Available data:
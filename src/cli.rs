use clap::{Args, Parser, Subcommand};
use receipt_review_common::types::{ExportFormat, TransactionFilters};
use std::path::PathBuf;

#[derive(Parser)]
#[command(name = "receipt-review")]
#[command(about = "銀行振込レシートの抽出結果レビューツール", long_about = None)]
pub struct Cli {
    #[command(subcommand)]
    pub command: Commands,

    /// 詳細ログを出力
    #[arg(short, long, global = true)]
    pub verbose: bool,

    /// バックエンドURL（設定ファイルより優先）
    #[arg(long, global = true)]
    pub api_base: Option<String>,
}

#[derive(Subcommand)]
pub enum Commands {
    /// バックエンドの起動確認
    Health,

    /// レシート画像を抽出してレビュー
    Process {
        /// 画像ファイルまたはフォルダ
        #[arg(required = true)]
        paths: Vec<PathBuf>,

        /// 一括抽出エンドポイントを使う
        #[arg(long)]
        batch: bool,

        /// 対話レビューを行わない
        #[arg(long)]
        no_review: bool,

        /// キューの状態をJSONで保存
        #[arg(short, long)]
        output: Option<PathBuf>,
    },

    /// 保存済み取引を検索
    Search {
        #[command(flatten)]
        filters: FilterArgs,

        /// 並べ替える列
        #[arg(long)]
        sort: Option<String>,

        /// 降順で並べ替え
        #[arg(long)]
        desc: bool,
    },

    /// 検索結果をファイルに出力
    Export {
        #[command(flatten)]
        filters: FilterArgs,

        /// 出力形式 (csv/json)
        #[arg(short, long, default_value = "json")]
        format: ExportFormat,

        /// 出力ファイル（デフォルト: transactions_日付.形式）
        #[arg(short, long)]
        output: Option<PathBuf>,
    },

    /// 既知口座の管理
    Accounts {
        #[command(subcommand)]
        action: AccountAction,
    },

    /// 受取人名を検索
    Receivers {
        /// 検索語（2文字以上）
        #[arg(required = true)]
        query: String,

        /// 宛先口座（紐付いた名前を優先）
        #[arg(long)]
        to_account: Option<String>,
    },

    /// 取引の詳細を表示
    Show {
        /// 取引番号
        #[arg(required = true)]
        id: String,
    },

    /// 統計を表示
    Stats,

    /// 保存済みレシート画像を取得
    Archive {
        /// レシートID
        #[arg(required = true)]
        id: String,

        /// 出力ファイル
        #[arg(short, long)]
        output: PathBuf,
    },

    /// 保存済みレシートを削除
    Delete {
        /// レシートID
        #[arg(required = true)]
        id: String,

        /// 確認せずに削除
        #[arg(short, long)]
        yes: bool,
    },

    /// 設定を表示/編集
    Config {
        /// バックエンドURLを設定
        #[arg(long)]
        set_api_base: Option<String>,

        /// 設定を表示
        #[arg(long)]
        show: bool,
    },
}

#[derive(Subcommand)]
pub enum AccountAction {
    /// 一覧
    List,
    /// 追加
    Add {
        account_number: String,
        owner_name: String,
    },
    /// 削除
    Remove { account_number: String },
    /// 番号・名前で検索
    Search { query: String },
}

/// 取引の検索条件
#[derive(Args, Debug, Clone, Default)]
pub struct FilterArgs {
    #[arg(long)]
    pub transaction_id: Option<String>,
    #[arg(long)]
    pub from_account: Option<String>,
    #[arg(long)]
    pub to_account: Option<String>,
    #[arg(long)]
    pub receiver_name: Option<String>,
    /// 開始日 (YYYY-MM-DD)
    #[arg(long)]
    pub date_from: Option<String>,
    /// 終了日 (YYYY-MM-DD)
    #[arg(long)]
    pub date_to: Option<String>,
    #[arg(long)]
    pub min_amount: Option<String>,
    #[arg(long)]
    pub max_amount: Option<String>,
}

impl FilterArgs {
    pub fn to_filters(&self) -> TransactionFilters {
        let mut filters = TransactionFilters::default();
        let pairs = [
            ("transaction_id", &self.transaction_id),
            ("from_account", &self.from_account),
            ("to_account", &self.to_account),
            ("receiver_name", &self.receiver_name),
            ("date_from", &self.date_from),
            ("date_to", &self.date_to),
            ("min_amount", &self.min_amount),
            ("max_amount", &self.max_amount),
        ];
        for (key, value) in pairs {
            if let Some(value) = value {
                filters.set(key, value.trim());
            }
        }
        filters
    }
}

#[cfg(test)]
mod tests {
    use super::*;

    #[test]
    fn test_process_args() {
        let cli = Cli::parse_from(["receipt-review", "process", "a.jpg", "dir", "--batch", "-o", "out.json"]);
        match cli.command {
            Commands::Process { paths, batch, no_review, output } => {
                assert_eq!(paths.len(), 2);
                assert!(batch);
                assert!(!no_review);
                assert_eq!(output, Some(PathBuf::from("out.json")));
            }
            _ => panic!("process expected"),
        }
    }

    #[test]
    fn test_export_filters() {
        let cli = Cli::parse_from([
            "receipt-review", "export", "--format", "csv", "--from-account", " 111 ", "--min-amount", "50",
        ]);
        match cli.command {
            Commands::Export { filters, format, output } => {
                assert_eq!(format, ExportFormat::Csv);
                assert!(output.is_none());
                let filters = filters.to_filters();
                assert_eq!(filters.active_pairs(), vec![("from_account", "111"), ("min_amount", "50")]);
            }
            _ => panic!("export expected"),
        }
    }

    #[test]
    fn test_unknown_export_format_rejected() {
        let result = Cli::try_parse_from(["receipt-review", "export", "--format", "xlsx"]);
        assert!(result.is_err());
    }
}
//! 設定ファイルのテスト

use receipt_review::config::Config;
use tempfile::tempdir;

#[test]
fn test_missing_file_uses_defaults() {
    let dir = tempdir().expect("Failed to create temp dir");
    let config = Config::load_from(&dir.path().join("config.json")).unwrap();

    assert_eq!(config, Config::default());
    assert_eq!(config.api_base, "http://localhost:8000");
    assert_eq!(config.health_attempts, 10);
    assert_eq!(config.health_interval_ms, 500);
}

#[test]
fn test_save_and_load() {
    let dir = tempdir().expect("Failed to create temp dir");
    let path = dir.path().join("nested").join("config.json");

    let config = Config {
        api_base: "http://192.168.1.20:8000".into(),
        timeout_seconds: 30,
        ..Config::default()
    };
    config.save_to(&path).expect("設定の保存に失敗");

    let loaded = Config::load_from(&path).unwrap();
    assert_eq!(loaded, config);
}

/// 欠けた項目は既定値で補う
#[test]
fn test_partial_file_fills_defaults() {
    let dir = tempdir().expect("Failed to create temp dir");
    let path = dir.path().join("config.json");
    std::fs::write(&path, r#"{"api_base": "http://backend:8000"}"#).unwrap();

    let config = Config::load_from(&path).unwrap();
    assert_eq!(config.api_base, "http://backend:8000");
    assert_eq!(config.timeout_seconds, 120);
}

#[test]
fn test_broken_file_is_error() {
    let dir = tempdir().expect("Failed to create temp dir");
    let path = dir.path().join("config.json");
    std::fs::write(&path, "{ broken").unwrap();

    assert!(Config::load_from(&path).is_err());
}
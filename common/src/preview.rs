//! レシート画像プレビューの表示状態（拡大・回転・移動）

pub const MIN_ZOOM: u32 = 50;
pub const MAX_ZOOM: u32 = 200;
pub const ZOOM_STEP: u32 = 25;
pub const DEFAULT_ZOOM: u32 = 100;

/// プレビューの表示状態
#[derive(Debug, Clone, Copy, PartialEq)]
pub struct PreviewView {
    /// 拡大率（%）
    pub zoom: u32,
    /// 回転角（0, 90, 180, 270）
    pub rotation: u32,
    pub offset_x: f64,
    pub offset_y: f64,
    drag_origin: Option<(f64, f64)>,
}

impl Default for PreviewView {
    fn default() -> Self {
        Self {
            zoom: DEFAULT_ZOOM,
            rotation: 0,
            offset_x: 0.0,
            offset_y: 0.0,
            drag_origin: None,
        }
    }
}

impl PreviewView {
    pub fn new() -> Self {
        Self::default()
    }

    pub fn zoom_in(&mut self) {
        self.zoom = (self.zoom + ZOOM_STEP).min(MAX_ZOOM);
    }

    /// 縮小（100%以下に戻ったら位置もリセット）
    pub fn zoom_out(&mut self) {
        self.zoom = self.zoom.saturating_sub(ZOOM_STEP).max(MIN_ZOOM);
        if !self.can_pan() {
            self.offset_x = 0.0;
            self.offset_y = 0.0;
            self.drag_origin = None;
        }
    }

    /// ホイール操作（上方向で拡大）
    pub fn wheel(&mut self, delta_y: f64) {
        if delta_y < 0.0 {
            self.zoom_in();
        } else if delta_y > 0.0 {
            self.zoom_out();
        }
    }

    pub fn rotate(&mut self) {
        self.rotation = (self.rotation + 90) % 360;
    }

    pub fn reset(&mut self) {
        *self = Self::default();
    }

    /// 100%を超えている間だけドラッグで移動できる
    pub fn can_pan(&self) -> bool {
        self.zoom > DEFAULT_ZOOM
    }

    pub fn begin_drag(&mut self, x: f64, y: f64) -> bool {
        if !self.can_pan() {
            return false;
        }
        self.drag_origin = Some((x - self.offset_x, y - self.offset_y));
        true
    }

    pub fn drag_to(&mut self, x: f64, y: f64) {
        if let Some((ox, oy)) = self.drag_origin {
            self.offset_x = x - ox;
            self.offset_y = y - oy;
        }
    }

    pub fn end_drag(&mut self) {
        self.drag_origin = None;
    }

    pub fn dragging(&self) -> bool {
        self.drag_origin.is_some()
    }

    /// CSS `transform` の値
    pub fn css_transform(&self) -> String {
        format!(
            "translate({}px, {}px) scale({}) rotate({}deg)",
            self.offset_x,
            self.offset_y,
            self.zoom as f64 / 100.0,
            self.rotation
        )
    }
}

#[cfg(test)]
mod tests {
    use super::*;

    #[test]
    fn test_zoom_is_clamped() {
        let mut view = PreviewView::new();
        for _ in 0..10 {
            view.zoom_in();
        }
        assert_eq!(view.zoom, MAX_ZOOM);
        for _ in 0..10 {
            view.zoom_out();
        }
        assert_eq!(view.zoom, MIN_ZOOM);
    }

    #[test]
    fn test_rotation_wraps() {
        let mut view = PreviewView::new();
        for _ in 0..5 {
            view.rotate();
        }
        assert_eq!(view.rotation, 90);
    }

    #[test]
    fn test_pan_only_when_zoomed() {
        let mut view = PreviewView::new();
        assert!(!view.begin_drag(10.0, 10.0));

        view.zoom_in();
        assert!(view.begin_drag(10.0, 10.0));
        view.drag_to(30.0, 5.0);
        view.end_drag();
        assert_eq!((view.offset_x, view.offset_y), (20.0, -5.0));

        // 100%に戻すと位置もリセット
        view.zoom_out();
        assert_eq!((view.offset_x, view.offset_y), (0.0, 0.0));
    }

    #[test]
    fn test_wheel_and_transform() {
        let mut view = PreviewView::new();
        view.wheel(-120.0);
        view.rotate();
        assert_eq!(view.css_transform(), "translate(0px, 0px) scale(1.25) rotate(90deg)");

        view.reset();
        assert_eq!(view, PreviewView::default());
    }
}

Work to complete: Beginning with the line that holds "view.wheel(-120.0);", please return every line through the end of the data, exactly as written.

Result:
        view.wheel(-120.0);
        view.rotate();
        assert_eq!(view.css_transform(), "translate(0px, 0px) scale(1.25) rotate(90deg)");

        view.reset();
        assert_eq!(view, PreviewView::default());
    }
}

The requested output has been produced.